EXERCISE GOAL: Search the data for the string "toward" and copy each line where it turns up.

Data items
+ + +
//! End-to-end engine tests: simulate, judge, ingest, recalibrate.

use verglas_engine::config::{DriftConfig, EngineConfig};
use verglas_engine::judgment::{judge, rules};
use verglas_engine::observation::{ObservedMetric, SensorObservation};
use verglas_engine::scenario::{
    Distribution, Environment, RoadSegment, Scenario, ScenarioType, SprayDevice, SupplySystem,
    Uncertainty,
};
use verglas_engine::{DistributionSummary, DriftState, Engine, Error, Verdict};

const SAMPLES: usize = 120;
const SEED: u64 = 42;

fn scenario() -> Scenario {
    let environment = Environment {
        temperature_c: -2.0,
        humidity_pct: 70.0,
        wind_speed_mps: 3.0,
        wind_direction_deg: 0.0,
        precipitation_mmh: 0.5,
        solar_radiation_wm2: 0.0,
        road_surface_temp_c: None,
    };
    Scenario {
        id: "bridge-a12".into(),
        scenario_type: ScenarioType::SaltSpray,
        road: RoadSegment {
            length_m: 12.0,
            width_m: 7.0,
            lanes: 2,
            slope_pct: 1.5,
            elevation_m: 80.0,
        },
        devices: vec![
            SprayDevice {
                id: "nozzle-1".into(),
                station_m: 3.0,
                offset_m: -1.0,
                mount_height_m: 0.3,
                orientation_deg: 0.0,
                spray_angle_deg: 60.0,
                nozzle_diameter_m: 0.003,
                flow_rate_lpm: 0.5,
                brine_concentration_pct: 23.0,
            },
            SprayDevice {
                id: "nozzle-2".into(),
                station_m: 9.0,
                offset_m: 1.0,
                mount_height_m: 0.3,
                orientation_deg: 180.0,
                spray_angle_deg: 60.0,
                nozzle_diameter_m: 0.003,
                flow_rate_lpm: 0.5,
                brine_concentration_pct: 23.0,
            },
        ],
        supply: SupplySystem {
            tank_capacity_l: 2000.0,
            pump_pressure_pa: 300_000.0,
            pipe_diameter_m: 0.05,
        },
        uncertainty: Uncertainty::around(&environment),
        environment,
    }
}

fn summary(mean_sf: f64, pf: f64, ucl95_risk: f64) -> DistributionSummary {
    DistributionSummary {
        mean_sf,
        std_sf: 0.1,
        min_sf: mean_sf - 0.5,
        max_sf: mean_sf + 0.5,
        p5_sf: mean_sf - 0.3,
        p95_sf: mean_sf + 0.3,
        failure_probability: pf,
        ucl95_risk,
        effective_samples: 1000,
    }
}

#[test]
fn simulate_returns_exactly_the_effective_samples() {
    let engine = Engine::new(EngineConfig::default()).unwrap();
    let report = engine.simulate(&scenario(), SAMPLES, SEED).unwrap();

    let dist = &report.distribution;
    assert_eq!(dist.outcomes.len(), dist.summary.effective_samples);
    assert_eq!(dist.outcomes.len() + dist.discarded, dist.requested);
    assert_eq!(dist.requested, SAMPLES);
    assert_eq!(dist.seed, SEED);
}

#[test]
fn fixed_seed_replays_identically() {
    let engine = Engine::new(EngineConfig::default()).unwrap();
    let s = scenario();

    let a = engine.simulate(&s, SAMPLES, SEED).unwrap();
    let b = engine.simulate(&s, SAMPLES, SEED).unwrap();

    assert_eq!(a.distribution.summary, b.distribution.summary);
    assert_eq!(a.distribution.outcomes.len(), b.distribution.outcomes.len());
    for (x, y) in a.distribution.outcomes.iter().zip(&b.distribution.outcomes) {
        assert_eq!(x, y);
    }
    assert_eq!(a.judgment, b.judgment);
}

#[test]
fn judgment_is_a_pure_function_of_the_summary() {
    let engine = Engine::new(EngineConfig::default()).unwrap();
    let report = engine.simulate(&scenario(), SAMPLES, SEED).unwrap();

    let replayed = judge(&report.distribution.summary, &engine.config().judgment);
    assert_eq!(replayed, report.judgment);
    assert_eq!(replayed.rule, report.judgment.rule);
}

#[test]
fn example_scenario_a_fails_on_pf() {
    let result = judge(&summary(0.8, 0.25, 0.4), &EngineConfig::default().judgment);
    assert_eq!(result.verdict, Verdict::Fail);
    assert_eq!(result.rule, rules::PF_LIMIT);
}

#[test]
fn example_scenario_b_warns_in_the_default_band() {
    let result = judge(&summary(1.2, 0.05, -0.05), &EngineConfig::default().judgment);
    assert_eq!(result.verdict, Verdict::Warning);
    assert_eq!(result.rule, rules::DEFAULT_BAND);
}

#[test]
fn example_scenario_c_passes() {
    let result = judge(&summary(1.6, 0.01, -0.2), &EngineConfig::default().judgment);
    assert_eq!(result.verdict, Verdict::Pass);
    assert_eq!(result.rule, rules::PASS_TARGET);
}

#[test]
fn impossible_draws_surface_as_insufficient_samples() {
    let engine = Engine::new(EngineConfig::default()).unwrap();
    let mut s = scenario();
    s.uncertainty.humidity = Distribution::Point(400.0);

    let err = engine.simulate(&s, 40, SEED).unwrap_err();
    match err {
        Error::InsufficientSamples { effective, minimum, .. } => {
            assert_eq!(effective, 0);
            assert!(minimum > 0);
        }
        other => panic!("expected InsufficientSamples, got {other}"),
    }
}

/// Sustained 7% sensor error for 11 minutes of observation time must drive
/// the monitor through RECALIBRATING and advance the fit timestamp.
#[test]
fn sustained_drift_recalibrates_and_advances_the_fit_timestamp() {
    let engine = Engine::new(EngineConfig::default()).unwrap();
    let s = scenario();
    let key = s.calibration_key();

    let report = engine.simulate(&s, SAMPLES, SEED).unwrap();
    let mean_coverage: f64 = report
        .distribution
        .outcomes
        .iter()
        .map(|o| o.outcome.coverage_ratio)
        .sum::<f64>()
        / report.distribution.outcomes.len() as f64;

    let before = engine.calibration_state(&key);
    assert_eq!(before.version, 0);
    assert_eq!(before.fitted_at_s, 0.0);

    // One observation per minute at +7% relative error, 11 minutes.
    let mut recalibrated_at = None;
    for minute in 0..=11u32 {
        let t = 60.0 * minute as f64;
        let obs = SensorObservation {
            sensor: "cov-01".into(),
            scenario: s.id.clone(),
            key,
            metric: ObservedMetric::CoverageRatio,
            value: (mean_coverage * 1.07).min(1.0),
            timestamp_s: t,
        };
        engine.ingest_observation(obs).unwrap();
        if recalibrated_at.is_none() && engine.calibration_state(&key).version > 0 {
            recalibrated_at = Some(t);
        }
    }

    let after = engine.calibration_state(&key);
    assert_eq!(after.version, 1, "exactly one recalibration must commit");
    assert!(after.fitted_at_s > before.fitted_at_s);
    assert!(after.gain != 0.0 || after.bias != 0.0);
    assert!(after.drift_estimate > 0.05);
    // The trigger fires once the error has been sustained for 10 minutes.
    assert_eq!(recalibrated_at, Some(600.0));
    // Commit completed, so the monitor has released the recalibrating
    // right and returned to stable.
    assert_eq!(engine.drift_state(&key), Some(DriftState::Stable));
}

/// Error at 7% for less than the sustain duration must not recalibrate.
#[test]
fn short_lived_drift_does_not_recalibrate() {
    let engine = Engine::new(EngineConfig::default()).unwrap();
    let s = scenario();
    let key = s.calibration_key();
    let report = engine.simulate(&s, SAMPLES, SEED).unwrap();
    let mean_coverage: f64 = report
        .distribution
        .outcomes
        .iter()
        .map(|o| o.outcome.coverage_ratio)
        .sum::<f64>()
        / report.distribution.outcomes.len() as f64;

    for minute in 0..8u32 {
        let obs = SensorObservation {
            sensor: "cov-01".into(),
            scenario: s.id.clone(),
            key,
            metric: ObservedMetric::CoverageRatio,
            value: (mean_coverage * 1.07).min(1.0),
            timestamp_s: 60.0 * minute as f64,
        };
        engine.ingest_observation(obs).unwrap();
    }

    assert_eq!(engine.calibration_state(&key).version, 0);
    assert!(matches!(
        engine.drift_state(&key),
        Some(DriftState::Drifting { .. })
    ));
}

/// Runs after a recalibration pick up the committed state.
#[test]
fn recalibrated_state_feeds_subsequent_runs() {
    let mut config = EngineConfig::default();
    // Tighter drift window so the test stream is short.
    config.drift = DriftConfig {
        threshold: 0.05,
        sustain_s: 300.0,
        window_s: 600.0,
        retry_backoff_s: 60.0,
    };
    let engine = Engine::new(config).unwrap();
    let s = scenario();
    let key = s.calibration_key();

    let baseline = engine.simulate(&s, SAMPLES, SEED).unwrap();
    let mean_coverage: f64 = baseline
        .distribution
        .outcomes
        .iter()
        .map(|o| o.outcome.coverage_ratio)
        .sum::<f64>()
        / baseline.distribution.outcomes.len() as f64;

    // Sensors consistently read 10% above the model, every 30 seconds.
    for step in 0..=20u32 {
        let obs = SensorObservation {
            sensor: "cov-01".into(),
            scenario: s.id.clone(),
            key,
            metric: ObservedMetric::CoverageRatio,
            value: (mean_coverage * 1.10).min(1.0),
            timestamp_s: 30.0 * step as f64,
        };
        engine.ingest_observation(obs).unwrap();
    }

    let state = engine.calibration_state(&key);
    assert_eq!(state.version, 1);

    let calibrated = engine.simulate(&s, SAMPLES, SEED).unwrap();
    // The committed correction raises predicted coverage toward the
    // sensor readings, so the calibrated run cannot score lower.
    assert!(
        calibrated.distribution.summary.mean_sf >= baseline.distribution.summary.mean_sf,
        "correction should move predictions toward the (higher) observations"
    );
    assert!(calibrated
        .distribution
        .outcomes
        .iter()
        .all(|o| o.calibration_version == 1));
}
+ + +
TASK RESPONSE:
    // The committed correction raises predicted coverage toward the
        "correction should move predictions toward the (higher) observations"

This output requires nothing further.